→ How to complete this task
Reprint every entry, character for character.
***** Data
//! # Constraint Rules
//!
//! Declarative, serde-tagged rules with fixed message texts. A rule is
//! a predicate over a `serde_json::Value` plus a message template; rules
//! are immutable once registered.
//!
//! ## Null Semantics
//!
//! Only `not_null` fails on a null (or absent) value. Every other rule
//! passes on null — presence is `not_null`'s job, and combining the two
//! concerns would double-report a single missing value. Rules whose
//! value type does not apply (e.g. `email` on a number) also pass;
//! `digits` is the exception and rejects unparseable strings, since its
//! whole purpose is to gate stringly-typed numeric input.

use regex_lite::Regex;
use serde::{Deserialize, Serialize};
use serde_json::Value;

use crate::error::EngineError;

/// Default upper bound for `length`, matching the conventional
/// "unbounded" declaration (`i32::MAX`).
pub const MAX_LENGTH: u64 = i32::MAX as u64;

fn default_max_length() -> u64 {
    MAX_LENGTH
}

/// A declarative constraint rule.
#[derive(Debug, Clone, PartialEq, Eq, Serialize, Deserialize)]
#[serde(tag = "rule", rename_all = "snake_case")]
pub enum Constraint {
    /// The value must be present and non-null.
    NotNull,
    /// The string must be a well-formed email address.
    Email,
    /// The string's character count must lie within `[min, max]`.
    Length {
        /// Minimum length, inclusive.
        #[serde(default)]
        min: u64,
        /// Maximum length, inclusive. Defaults to [`MAX_LENGTH`].
        #[serde(default = "default_max_length")]
        max: u64,
    },
    /// The number must be greater than or equal to `value`.
    Min {
        /// Lower bound, inclusive.
        value: i64,
    },
    /// The number must be less than or equal to `value`.
    Max {
        /// Upper bound, inclusive.
        value: i64,
    },
    /// The value must be numeric with at most `integer` digits before
    /// and `fraction` digits after the decimal point.
    Digits {
        /// Maximum integer digits.
        integer: u32,
        /// Maximum fraction digits.
        fraction: u32,
    },
    /// The string must match the given regex in full.
    Pattern {
        /// Regex source, compiled once at registry build.
        regex: String,
    },
}

/// Email shape check: non-empty local part, `@`, non-empty domain.
/// Deliberately lenient; full address-spec parsing is out of scope.
const EMAIL_PATTERN: &str = r"^[A-Za-z0-9._%+\-]+@[A-Za-z0-9.\-]+$";

impl Constraint {
    /// `length` with only a lower bound.
    pub fn length_min(min: u64) -> Self {
        Self::Length {
            min,
            max: MAX_LENGTH,
        }
    }

    /// Stable rule identifier, used for duplicate detection at registry
    /// build time.
    pub fn id(&self) -> &'static str {
        match self {
            Self::NotNull => "not_null",
            Self::Email => "email",
            Self::Length { .. } => "length",
            Self::Min { .. } => "min",
            Self::Max { .. } => "max",
            Self::Digits { .. } => "digits",
            Self::Pattern { .. } => "pattern",
        }
    }

    /// The human-readable message rendered into a violation when this
    /// rule fails. These texts are part of the output contract.
    pub fn message(&self) -> String {
        match self {
            Self::NotNull => "must not be null".to_string(),
            Self::Email => "must be a well-formed email address".to_string(),
            Self::Length { min, max } => {
                format!("length must be between {min} and {max}")
            }
            Self::Min { value } => {
                format!("must be greater than or equal to {value}")
            }
            Self::Max { value } => {
                format!("must be less than or equal to {value}")
            }
            Self::Digits { integer, fraction } => {
                format!("numeric value out of bounds (<{integer} digits>.<{fraction} digits> expected)")
            }
            Self::Pattern { regex } => format!("must match \"{regex}\""),
        }
    }
}

/// A constraint with its regex (if any) pre-compiled.
///
/// Compilation happens exactly once, at registry build; validation calls
/// only ever match.
#[derive(Debug, Clone)]
pub struct CompiledConstraint {
    decl: Constraint,
    pattern: Option<Regex>,
}

impl CompiledConstraint {
    /// Compile a declarative rule, building its regex where one applies.
    pub fn compile(decl: Constraint) -> Result<Self, EngineError> {
        let pattern = match &decl {
            Constraint::Email => Some(Regex::new(EMAIL_PATTERN).map_err(|e| {
                EngineError::InvalidPattern {
                    pattern: EMAIL_PATTERN.to_string(),
                    reason: e.to_string(),
                }
            })?),
            Constraint::Pattern { regex } => {
                // User patterns match in full, so anchor them.
                let anchored = format!("^(?:{regex})$");
                Some(
                    Regex::new(&anchored).map_err(|e| EngineError::InvalidPattern {
                        pattern: regex.clone(),
                        reason: e.to_string(),
                    })?,
                )
            }
            _ => None,
        };
        Ok(Self { decl, pattern })
    }

    /// The declarative rule this was compiled from.
    pub fn decl(&self) -> &Constraint {
        &self.decl
    }

    /// Check whether `value` satisfies this rule.
    pub fn is_satisfied_by(&self, value: &Value) -> bool {
        match (&self.decl, value) {
            (Constraint::NotNull, Value::Null) => false,
            (_, Value::Null) => true,
            (Constraint::NotNull, _) => true,
            (Constraint::Email, Value::String(s)) | (Constraint::Pattern { .. }, Value::String(s)) => {
                match &self.pattern {
                    Some(re) => re.is_match(s),
                    // Unreachable by construction; fail closed.
                    None => false,
                }
            }
            (Constraint::Email | Constraint::Pattern { .. }, _) => true,
            (Constraint::Length { min, max }, Value::String(s)) => {
                let len = s.chars().count() as u64;
                *min <= len && len <= *max
            }
            (Constraint::Length { .. }, _) => true,
            (Constraint::Min { value: bound }, v) => match as_f64(v) {
                Some(n) => n >= *bound as f64,
                None => true,
            },
            (Constraint::Max { value: bound }, v) => match as_f64(v) {
                Some(n) => n <= *bound as f64,
                None => true,
            },
            (Constraint::Digits { integer, fraction }, Value::String(s)) => {
                digits_within(s, *integer, *fraction)
            }
            (Constraint::Digits { integer, fraction }, Value::Number(n)) => {
                digits_within(&n.to_string(), *integer, *fraction)
            }
            (Constraint::Digits { .. }, _) => true,
        }
    }
}

fn as_f64(value: &Value) -> Option<f64> {
    value.as_f64()
}

/// Decimal digit-count check. Unparseable text fails outright: `digits`
/// gates stringly-typed numeric input, so "not a number" is out of
/// bounds by definition. Leading zeros do not count as integer digits.
fn digits_within(text: &str, integer: u32, fraction: u32) -> bool {
    let unsigned = text
        .strip_prefix('-')
        .or_else(|| text.strip_prefix('+'))
        .unwrap_or(text);
    if unsigned.is_empty() {
        return false;
    }

    let (int_part, frac_part) = match unsigned.split_once('.') {
        Some((i, f)) => (i, f),
        None => (unsigned, ""),
    };
    if !int_part.chars().all(|c| c.is_ascii_digit())
        || !frac_part.chars().all(|c| c.is_ascii_digit())
        || (int_part.is_empty() && frac_part.is_empty())
    {
        return false;
    }

    let int_digits = int_part.trim_start_matches('0').len() as u32;
    let frac_digits = frac_part.len() as u32;
    int_digits <= integer && frac_digits <= fraction
}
**********
→ Result for this task
//! # Constraint Rules
//!
//! Declarative, serde-tagged rules with fixed message texts. A rule is
//! a predicate over a `serde_json::Value` plus a message template; rules
//! are immutable once registered.
//!
//! ## Null Semantics
//!
//! Only `not_null` fails on a null (or absent) value. Every other rule
//! passes on null — presence is `not_null`'s job, and combining the two
//! concerns would double-report a single missing value. Rules whose
//! value type does not apply (e.g. `email` on a number) also pass;
//! `digits` is the exception and rejects unparseable strings, since its
//! whole purpose is to gate stringly-typed numeric input.

use regex_lite::Regex;
use serde::{Deserialize, Serialize};
use serde_json::Value;

use crate::error::EngineError;

/// Default upper bound for `length`, matching the conventional
/// "unbounded" declaration (`i32::MAX`).
pub const MAX_LENGTH: u64 = i32::MAX as u64;

fn default_max_length() -> u64 {
    MAX_LENGTH
}

/// A declarative constraint rule.
#[derive(Debug, Clone, PartialEq, Eq, Serialize, Deserialize)]
#[serde(tag = "rule", rename_all = "snake_case")]
pub enum Constraint {
    /// The value must be present and non-null.
    NotNull,
    /// The string must be a well-formed email address.
    Email,
    /// The string's character count must lie within `[min, max]`.
    Length {
        /// Minimum length, inclusive.
        #[serde(default)]
        min: u64,
        /// Maximum length, inclusive. Defaults to [`MAX_LENGTH`].
        #[serde(default = "default_max_length")]
        max: u64,
    },
    /// The number must be greater than or equal to `value`.
    Min {
        /// Lower bound, inclusive.
        value: i64,
    },
    /// The number must be less than or equal to `value`.
    Max {
        /// Upper bound, inclusive.
        value: i64,
    },
    /// The value must be numeric with at most `integer` digits before
    /// and `fraction` digits after the decimal point.
    Digits {
        /// Maximum integer digits.
        integer: u32,
        /// Maximum fraction digits.
        fraction: u32,
    },
    /// The string must match the given regex in full.
    Pattern {
        /// Regex source, compiled once at registry build.
        regex: String,
    },
}

/// Email shape check: non-empty local part, `@`, non-empty domain.
/// Deliberately lenient; full address-spec parsing is out of scope.
const EMAIL_PATTERN: &str = r"^[A-Za-z0-9._%+\-]+@[A-Za-z0-9.\-]+$";

impl Constraint {
    /// `length` with only a lower bound.
    pub fn length_min(min: u64) -> Self {
        Self::Length {
            min,
            max: MAX_LENGTH,
        }
    }

    /// Stable rule identifier, used for duplicate detection at registry
    /// build time.
    pub fn id(&self) -> &'static str {
        match self {
            Self::NotNull => "not_null",
            Self::Email => "email",
            Self::Length { .. } => "length",
            Self::Min { .. } => "min",
            Self::Max { .. } => "max",
            Self::Digits { .. } => "digits",
            Self::Pattern { .. } => "pattern",
        }
    }

    /// The human-readable message rendered into a violation when this
    /// rule fails. These texts are part of the output contract.
    pub fn message(&self) -> String {
        match self {
            Self::NotNull => "must not be null".to_string(),
            Self::Email => "must be a well-formed email address".to_string(),
            Self::Length { min, max } => {
                format!("length must be between {min} and {max}")
            }
            Self::Min { value } => {
                format!("must be greater than or equal to {value}")
            }
            Self::Max { value } => {
                format!("must be less than or equal to {value}")
            }
            Self::Digits { integer, fraction } => {
                format!("numeric value out of bounds (<{integer} digits>.<{fraction} digits> expected)")
            }
            Self::Pattern { regex } => format!("must match \"{regex}\""),
        }
    }
}

/// A constraint with its regex (if any) pre-compiled.
///
/// Compilation happens exactly once, at registry build; validation calls
/// only ever match.
#[derive(Debug, Clone)]
pub struct CompiledConstraint {
    decl: Constraint,
    pattern: Option<Regex>,
}

impl CompiledConstraint {
    /// Compile a declarative rule, building its regex where one applies.
    pub fn compile(decl: Constraint) -> Result<Self, EngineError> {
        let pattern = match &decl {
            Constraint::Email => Some(Regex::new(EMAIL_PATTERN).map_err(|e| {
                EngineError::InvalidPattern {
                    pattern: EMAIL_PATTERN.to_string(),
                    reason: e.to_string(),
                }
            })?),
            Constraint::Pattern { regex } => {
                // User patterns match in full, so anchor them.
                let anchored = format!("^(?:{regex})$");
                Some(
                    Regex::new(&anchored).map_err(|e| EngineError::InvalidPattern {
                        pattern: regex.clone(),
                        reason: e.to_string(),
                    })?,
                )
            }
            _ => None,
        };
        Ok(Self { decl, pattern })
    }

    /// The declarative rule this was compiled from.
    pub fn decl(&self) -> &Constraint {
        &self.decl
    }

    /// Check whether `value` satisfies this rule.
    pub fn is_satisfied_by(&self, value: &Value) -> bool {
        match (&self.decl, value) {
            (Constraint::NotNull, Value::Null) => false,
            (_, Value::Null) => true,
            (Constraint::NotNull, _) => true,
            (Constraint::Email, Value::String(s)) | (Constraint::Pattern { .. }, Value::String(s)) => {
                match &self.pattern {
                    Some(re) => re.is_match(s),
                    // Unreachable by construction; fail closed.
                    None => false,
                }
            }
            (Constraint::Email | Constraint::Pattern { .. }, _) => true,
            (Constraint::Length { min, max }, Value::String(s)) => {
                let len = s.chars().count() as u64;
                *min <= len && len <= *max
            }
            (Constraint::Length { .. }, _) => true,
            (Constraint::Min { value: bound }, v) => match as_f64(v) {
                Some(n) => n >= *bound as f64,
                None => true,
            },
            (Constraint::Max { value: bound }, v) => match as_f64(v) {
                Some(n) => n <= *bound as f64,
                None => true,
            },
            (Constraint::Digits { integer, fraction }, Value::String(s)) => {
                digits_within(s, *integer, *fraction)
            }
            (Constraint::Digits { integer, fraction }, Value::Number(n)) => {
                digits_within(&n.to_string(), *integer, *fraction)
            }
            (Constraint::Digits { .. }, _) => true,
        }
    }
}

fn as_f64(value: &Value) -> Option<f64> {
    value.as_f64()
}

/// Decimal digit-count check. Unparseable text fails outright: `digits`
/// gates stringly-typed numeric input, so "not a number" is out of
/// bounds by definition. Leading zeros do not count as integer digits.
fn digits_within(text: &str, integer: u32, fraction: u32) -> bool {
    let unsigned = text
        .strip_prefix('-')
        .or_else(|| text.strip_prefix('+'))
        .unwrap_or(text);
    if unsigned.is_empty() {
        return false;
    }

    let (int_part, frac_part) = match unsigned.split_once('.') {
        Some((i, f)) => (i, f),
        None => (unsigned, ""),
    };
    if !int_part.chars().all(|c| c.is_ascii_digit())
        || !frac_part.chars().all(|c| c.is_ascii_digit())
        || (int_part.is_empty() && frac_part.is_empty())
    {
        return false;
    }

    let int_digits = int_part.trim_start_matches('0').len() as u32;
    let frac_digits = frac_part.len() as u32;
    int_digits <= integer && frac_digits <= fraction
}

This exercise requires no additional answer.